You do get that most of your post is math, but the last clause is, well, presumption, right?

$50 a month might be cigarettes. It might also be the electric bill. If you consider it easy to save $50 a month, maybe you don’t have a lot of understanding of the situation of a family completely on welfare.

The bar to reach median could be low (and unreached by many) because people are irresponsible. Or it could be low (and unreached by many) because many are in a situation where it’s hard to reach even a low bar.

Thomas January 26, 2014 at 12:14 pm

Workers per household (2010): bottom fifth, .42 workers; second fifth, .9 workers; middle fifth, 1.29 workers; fourth fifth, 1.7 workers; highest fifth, 1.97 workers.

I suppose not being able to work is a uniquely first world problem.

Marie January 26, 2014 at 12:25 pm

Suppose? ;)

No, not being able to work and still being alive is a pretty first world problem.

So, I may seriously not be understanding, are we switching from “it should be easy for a household with $1000 in welfare and $1200 in bills a month to save $50 a month, it’s only $50″ to “they should be working anyway”?

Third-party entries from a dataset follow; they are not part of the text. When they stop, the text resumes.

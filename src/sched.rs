//! Task selection.
//!
//! The original kernel's scheduler (and this one's) does not look at
//! priority at all: every task gets an equal turn, in creation order, and
//! the ring wraps. This replaces the teacher kernel's priority-aware scan,
//! which has no counterpart here -- see the Non-goals.

/// Returns the index of the task that should run after `current`, out of
/// `task_count` tasks arranged in a ring.
///
/// `task_count` must be at least 1; the kernel never calls this before at
/// least one task has been created.
pub fn select(current: usize, task_count: usize) -> usize {
    debug_assert!(task_count > 0, "select() called with an empty task table");
    (current + 1) % task_count
}

#[cfg(test)]
mod tests {
    use super::*;

    #[test]
    fn advances_by_one() {
        assert_eq!(select(0, 3), 1);
        assert_eq!(select(1, 3), 2);
    }

    #[test]
    fn wraps_around() {
        assert_eq!(select(2, 3), 0);
    }

    #[test]
    fn single_task_selects_itself() {
        assert_eq!(select(0, 1), 0);
    }
}
//! Host simulator backend.
//!
//! Models the pieces of the hardware the dispatcher depends on -- the
//! pendable-service pend bit, the supervisor call, and the process stack
//! pointer -- in safe Rust, over real OS threads instead of a single real
//! processor. One thread stands in for one task's "private stack"; a
//! `Gate` (a mutex-and-condvar pair) stands in for the pend bit plus the
//! dispatcher's choice of which stack to resume, guaranteeing that at
//! most one task thread is ever unblocked at a time -- the same
//! single-hardware-thread, no-parallelism property the real kernel gets
//! from having only one processor.
//!
//! The one property this can't reproduce faithfully is true preemption:
//! real hardware can interrupt a spinning, non-yielding task mid
//! instruction, but there is no safe, portable way to suspend another OS
//! thread from here. A task that never yields and never calls
//! [`fire_tick`]-aware code simply keeps running on its own OS thread
//! even after the simulated tick has moved `current` elsewhere. Tests
//! that exercise tick-driven preemption (the scheduler never calls back
//! into a task the way a real interrupt would) account for this; see the
//! `tests/` directory.
//!
//! Because the task table, the current-task index, and the gate are all
//! process-wide (mirroring the microcontroller's single, global kernel
//! state), tests that use this backend call [`reset_for_test`] first,
//! which also serializes them against each other.

use std::sync::atomic::Ordering;
use std::sync::{Arc, Condvar, Mutex, MutexGuard, OnceLock};
use std::thread;

use crate::kernel::{CURRENT_TASK, TASK_COUNT, TASK_TABLE};
use crate::sched;
use crate::task::{synthetic_frame, TaskTable};
use crate::watchdog::HardwareWatchdog;

/// Same EXC_RETURN value the real backend bakes in at build time (no FPU,
/// thread mode, PSP); hard-coded here since there's no build script step
/// for the host target.
const EXC_RETURN_CONST: u32 = 0xFFFF_FFFD;

/// Builds the same synthetic frame the real backend does, so the stack
/// frame shape property is testable without a processor.
pub fn init_stack(stack: &mut [u32], entry: extern "C" fn() -> !) -> *mut u32 {
    synthetic_frame(stack, entry as usize as u32, EXC_RETURN_CONST)
}

struct Gate {
    current: Mutex<usize>,
    cv: Condvar,
}

impl Gate {
    const fn new() -> Self {
        Gate {
            current: Mutex::new(0),
            cv: Condvar::new(),
        }
    }

    fn wait_for_turn(&self, me: usize) {
        let mut cur = self.current.lock().unwrap_or_else(|e| e.into_inner());
        while *cur != me {
            cur = self.cv.wait(cur).unwrap_or_else(|e| e.into_inner());
        }
    }

    /// Advances `current` by one scheduling step and wakes every parked
    /// task thread to re-check whether it's now their turn.
    fn advance(&self) {
        let task_count = TASK_COUNT.load(Ordering::Relaxed);
        let mut cur = self.current.lock().unwrap_or_else(|e| e.into_inner());
        *cur = sched::select(*cur, task_count);
        CURRENT_TASK.store(*cur, Ordering::Relaxed);
        self.cv.notify_all();
    }

    fn set(&self, value: usize) {
        let mut cur = self.current.lock().unwrap_or_else(|e| e.into_inner());
        *cur = value;
        self.cv.notify_all();
    }
}

// Held behind an `Arc` rather than one plain `'static` value: each
// `reset_for_test` call installs a brand new `Gate`, so task threads left
// over from a previous test (if any ever failed to reach their final
// `wait_for_turn` before the test moved on) keep waiting on a `Gate`
// nobody advances anymore, instead of waking up inside a later,
// unrelated test when its `current` happens to cycle back to the same
// index.
static GATE: OnceLock<Mutex<Arc<Gate>>> = OnceLock::new();

fn gate_slot() -> &'static Mutex<Arc<Gate>> {
    GATE.get_or_init(|| Mutex::new(Arc::new(Gate::new())))
}

fn gate() -> Arc<Gate> {
    gate_slot().lock().unwrap_or_else(|e| e.into_inner()).clone()
}

/// Spawns the OS thread standing in for this task's private stack,
/// parked until the dispatcher selects it for the first time.
///
/// Real hardware does nothing analogous at creation time -- a task's
/// stack just sits there until the dispatcher restores it -- but the
/// simulator has to have *something* ready to run `entry` the first time
/// `current` reaches this slot, and an OS thread parked on the gate is
/// the closest safe-Rust equivalent.
pub fn on_task_created(index: usize, entry: extern "C" fn() -> !) {
    let gate = gate();
    thread::Builder::new()
        .name(std::format!("sim-task-{}", index))
        .spawn(move || {
            gate.wait_for_turn(index);
            entry();
        })
        .expect("failed to spawn simulated task thread");
}

/// Parks the calling (kernel) thread forever after handing off to the
/// first task, matching the real dispatcher's contract that `launch`
/// never returns.
pub fn start_first_task() -> ! {
    let first = CURRENT_TASK.load(Ordering::Relaxed);
    gate().set(first);
    loop {
        thread::park();
    }
}

/// Voluntary or simulated-tick-driven context switch: advances the
/// scheduler by one step, then blocks the calling task's thread until
/// the dispatcher selects it again.
pub fn request_switch() {
    let me = CURRENT_TASK.load(Ordering::Relaxed);
    let gate = gate();
    gate.advance();
    gate.wait_for_turn(me);
}

/// Test control hook standing in for a system tick interrupt: advances
/// the scheduler exactly the way [`request_switch`] does, but does not
/// block the calling thread (a tick fires from the timer, not from the
/// task being preempted).
pub fn fire_tick() {
    gate().advance();
}

/// The task currently selected to run, for test assertions.
pub fn current_task() -> usize {
    CURRENT_TASK.load(Ordering::Relaxed)
}

static TEST_LOCK: Mutex<()> = Mutex::new(());

/// Resets all kernel-global state (task table, current-task index, the
/// dispatch gate) to freshly initialized, and returns a guard that
/// serializes simulator-backed tests against each other.
///
/// Necessary because the task table and current-task index are
/// process-wide statics -- standing in for the single microcontroller
/// the real kernel assumes -- so two tests running concurrently would
/// otherwise corrupt each other's kernel state.
pub fn reset_for_test() -> MutexGuard<'static, ()> {
    let guard = TEST_LOCK.lock().unwrap_or_else(|e| e.into_inner());
    CURRENT_TASK.store(0, Ordering::Relaxed);
    TASK_COUNT.store(0, Ordering::Relaxed);
    // Safety: serialized by `guard`; no task thread from a previous test
    // still touches the table once that test's assertions have returned.
    unsafe {
        TASK_TABLE = TaskTable::new();
    }
    // Install a fresh gate so any zombie threads left over from a prior
    // test (one that didn't park all its tasks before returning) are
    // talking to an abandoned `Gate` that nothing advances anymore,
    // rather than this test's.
    *gate_slot().lock().unwrap_or_else(|e| e.into_inner()) = Arc::new(Gate::new());
    guard
}

/// Host stand-in for [`crate::SystemTimer`]: configuring it does nothing,
/// since simulated time is driven explicitly by test code calling
/// [`fire_tick`] rather than by a real counter.
pub struct SimTimer;

impl crate::kernel::SystemTimer for SimTimer {
    fn start(&mut self, _reload: u32) {}
}

/// Host stand-in for [`crate::PendableService`]: pending a switch on the
/// simulator just runs the switch immediately, since there's no
/// interrupt tail to wait for.
pub struct SimPendSv;

impl crate::kernel::PendableService for SimPendSv {
    fn pend(&mut self) {
        request_switch();
    }
}

/// In-memory [`HardwareWatchdog`] for exercising the arming sequence and
/// the monitor task's feed cadence without real IWDG hardware.
#[derive(Default)]
pub struct SimWatchdog {
    unlocked: bool,
    prescaler: u32,
    reload: u32,
    started: bool,
    feed_count: u32,
}

impl SimWatchdog {
    pub fn new() -> Self {
        Self::default()
    }

    pub fn feed_count(&self) -> u32 {
        self.feed_count
    }

    pub fn is_armed(&self) -> bool {
        self.unlocked && self.started
    }
}

impl HardwareWatchdog for SimWatchdog {
    fn unlock(&mut self) {
        self.unlocked = true;
    }

    fn set_prescaler(&mut self, value: u32) {
        self.prescaler = value;
    }

    fn set_reload(&mut self, value: u32) {
        self.reload = value;
    }

    fn start(&mut self) {
        self.started = true;
    }

    fn feed(&mut self) {
        self.feed_count += 1;
    }
}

‘Cause I can go there, too.

Again, your stats can work for our against you, as far as I can tell. Yeah, it’s awfully hard when there’s .4 members of a household working to save as much as when there’s 1.97 members of your household working.

It seems like maybe you’re assumption is that there’s .4 in the poor households because of irresponsibility. Do you know a lot of 50 year old single men with Parkinson’s, or 23 year old women whose husbands dumped them after they got fat with the twins? Yes, exaggeration, but it’s not all folks who just choose not to work, even though McDonalds is hiring.

Noah Smith January 25, 2014 at 5:28 pm

RBC???

Nooooooooooooooooooooooooooooo

*shakes fist*

Khaaaaaaaaaaaaaaaaaaaaannnnnnnnnnnnn

Bathea January 25, 2014 at 5:44 pm

Doesn’t Tim’s baby require handouts just to survive? Do we really want another 2 billion 2-year-olds flooding across our borders? Wouldn’t they require more handouts and lots of naps just to survive? Tim is a fool. Only an economist would come up with this idea.

Floccina January 27, 2014 at 4:40 pm

Supposedly at one time Donald Trump pointed to a homeless man and said, This guy is worth $900 million more than me.